Saved data entries:
******************************
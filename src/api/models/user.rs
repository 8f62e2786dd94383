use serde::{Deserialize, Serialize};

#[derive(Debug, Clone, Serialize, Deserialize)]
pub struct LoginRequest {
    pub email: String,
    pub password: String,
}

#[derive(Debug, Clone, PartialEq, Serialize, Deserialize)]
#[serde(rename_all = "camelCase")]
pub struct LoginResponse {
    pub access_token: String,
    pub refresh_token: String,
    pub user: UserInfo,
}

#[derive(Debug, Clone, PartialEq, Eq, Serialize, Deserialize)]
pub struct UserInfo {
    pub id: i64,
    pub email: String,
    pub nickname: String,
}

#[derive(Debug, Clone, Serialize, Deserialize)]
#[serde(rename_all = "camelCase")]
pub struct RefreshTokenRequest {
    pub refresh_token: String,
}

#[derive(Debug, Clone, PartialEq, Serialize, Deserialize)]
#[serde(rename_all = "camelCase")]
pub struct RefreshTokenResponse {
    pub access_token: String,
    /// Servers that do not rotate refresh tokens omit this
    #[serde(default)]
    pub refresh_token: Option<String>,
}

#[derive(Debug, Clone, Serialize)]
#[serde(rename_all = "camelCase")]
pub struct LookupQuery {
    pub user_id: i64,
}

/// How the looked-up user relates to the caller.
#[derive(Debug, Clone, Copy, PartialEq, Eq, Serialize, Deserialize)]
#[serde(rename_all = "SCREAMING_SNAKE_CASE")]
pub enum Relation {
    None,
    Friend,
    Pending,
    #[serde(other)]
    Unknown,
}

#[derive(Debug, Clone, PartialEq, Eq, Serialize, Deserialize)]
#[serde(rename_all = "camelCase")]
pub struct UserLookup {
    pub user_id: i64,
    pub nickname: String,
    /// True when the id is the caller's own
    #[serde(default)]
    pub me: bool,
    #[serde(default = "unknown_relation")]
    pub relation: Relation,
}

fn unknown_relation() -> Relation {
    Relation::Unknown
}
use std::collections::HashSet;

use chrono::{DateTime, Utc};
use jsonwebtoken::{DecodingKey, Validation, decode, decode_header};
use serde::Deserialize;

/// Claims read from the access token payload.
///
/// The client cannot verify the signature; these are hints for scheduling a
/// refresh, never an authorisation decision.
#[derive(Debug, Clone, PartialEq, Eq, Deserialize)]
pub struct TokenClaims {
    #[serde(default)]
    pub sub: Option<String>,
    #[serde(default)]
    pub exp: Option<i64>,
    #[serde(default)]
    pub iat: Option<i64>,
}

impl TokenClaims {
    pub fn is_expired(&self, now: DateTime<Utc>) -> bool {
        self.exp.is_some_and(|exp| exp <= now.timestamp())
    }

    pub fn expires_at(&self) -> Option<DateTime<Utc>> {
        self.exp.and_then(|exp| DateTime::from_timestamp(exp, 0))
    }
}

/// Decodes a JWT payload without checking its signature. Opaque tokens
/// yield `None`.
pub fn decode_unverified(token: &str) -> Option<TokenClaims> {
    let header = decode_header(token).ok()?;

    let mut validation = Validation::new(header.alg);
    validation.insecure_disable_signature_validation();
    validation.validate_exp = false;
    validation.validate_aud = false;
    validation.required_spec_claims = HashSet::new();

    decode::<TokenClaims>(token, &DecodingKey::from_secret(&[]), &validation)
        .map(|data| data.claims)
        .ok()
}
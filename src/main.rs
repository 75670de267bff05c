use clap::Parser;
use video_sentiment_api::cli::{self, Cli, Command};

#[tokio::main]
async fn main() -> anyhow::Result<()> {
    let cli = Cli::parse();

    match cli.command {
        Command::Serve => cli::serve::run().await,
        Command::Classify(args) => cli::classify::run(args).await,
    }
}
******************************
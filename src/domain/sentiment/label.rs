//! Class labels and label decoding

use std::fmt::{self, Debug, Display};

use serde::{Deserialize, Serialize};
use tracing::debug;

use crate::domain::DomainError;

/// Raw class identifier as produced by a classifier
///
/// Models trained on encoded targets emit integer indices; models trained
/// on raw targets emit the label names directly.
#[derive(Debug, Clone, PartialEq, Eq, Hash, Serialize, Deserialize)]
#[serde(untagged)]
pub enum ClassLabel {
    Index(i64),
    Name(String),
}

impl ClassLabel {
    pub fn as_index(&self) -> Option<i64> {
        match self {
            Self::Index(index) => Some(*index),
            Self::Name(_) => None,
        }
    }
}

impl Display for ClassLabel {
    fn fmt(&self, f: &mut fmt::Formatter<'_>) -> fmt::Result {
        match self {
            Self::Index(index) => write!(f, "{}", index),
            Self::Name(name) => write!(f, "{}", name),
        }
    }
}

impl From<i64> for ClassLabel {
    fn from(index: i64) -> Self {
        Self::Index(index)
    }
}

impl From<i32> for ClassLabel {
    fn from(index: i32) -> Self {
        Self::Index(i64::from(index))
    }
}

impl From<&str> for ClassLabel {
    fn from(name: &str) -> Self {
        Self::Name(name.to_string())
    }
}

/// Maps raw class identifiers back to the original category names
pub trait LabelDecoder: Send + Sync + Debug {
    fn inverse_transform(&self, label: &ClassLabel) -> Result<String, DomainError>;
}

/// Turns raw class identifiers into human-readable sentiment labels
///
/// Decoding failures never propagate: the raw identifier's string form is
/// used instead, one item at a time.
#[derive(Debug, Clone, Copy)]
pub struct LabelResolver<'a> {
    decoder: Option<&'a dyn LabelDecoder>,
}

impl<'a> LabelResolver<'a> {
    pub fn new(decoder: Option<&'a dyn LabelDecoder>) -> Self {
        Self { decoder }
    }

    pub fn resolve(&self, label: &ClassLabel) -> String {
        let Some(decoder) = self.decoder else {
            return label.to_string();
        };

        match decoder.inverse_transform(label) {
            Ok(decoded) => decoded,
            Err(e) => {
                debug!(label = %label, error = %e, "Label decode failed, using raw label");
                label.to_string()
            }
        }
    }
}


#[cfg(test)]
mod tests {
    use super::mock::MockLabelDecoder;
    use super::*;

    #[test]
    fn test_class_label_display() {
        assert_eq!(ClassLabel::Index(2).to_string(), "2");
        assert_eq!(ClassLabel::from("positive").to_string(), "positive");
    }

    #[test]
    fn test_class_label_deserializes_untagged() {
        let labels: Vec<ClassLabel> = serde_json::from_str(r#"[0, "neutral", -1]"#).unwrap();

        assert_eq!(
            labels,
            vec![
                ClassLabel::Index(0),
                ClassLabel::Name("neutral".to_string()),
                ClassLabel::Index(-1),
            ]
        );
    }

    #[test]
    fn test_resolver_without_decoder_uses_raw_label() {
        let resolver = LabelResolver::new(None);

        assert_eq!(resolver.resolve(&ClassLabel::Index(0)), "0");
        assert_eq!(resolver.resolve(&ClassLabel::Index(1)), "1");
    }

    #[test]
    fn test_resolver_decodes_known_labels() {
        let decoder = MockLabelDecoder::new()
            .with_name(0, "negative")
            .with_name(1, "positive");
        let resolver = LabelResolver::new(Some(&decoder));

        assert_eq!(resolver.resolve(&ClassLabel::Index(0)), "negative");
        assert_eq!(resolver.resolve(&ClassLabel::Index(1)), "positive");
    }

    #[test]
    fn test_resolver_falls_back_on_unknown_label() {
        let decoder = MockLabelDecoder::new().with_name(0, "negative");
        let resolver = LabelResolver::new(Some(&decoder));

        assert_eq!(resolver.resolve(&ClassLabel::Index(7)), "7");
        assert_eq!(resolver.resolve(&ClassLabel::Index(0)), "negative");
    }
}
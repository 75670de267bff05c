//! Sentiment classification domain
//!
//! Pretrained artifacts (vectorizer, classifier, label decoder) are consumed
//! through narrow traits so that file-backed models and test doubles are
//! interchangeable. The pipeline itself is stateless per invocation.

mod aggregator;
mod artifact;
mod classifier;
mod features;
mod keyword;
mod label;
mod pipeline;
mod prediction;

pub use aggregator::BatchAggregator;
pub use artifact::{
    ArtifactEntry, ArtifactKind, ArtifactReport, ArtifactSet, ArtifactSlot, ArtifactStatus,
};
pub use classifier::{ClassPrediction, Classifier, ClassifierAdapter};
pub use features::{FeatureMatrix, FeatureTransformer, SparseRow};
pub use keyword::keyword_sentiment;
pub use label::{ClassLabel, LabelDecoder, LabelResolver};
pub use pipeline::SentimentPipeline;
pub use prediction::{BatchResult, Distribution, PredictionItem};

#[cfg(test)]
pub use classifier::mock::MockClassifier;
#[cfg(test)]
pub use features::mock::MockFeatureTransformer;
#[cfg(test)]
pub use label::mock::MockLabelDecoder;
******************************
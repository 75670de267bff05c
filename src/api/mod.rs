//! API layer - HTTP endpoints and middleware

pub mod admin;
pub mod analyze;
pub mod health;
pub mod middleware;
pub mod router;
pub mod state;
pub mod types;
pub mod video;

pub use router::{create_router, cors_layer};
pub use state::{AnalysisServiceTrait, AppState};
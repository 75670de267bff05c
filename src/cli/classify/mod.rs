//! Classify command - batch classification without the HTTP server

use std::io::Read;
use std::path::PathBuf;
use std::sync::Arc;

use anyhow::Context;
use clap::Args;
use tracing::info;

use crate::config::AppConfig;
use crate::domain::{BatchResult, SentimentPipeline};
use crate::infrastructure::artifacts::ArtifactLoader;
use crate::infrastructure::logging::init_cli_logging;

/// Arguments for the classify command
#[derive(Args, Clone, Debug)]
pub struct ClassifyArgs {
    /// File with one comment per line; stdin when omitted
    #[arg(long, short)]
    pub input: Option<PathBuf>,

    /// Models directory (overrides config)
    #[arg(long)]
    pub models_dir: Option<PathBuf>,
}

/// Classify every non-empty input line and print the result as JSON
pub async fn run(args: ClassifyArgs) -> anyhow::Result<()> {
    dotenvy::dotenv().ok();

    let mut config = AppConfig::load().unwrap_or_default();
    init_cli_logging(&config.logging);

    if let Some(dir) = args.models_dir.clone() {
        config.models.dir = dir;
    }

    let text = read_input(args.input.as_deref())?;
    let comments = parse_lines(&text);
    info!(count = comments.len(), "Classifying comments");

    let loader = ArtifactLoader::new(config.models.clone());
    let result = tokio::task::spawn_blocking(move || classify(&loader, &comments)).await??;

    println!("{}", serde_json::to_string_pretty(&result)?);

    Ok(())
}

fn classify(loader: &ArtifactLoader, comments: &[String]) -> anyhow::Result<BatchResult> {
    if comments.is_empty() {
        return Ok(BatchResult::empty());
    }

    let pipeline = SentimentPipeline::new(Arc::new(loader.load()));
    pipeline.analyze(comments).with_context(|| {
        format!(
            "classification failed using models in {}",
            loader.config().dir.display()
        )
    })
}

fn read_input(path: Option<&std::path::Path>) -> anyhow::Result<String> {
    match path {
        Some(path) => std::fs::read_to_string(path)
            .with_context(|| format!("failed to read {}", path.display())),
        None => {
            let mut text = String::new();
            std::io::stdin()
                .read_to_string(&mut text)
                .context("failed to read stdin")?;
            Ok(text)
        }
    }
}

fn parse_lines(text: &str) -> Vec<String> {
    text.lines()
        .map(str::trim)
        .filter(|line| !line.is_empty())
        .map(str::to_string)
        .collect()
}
******************************
Problem to solve: Copy down each line in the entries that has the word "SentimentPipeline".

Finished task:
pub use pipeline::SentimentPipeline;
use crate::domain::{BatchResult, SentimentPipeline};
    let pipeline = SentimentPipeline::new(Arc::new(loader.load()));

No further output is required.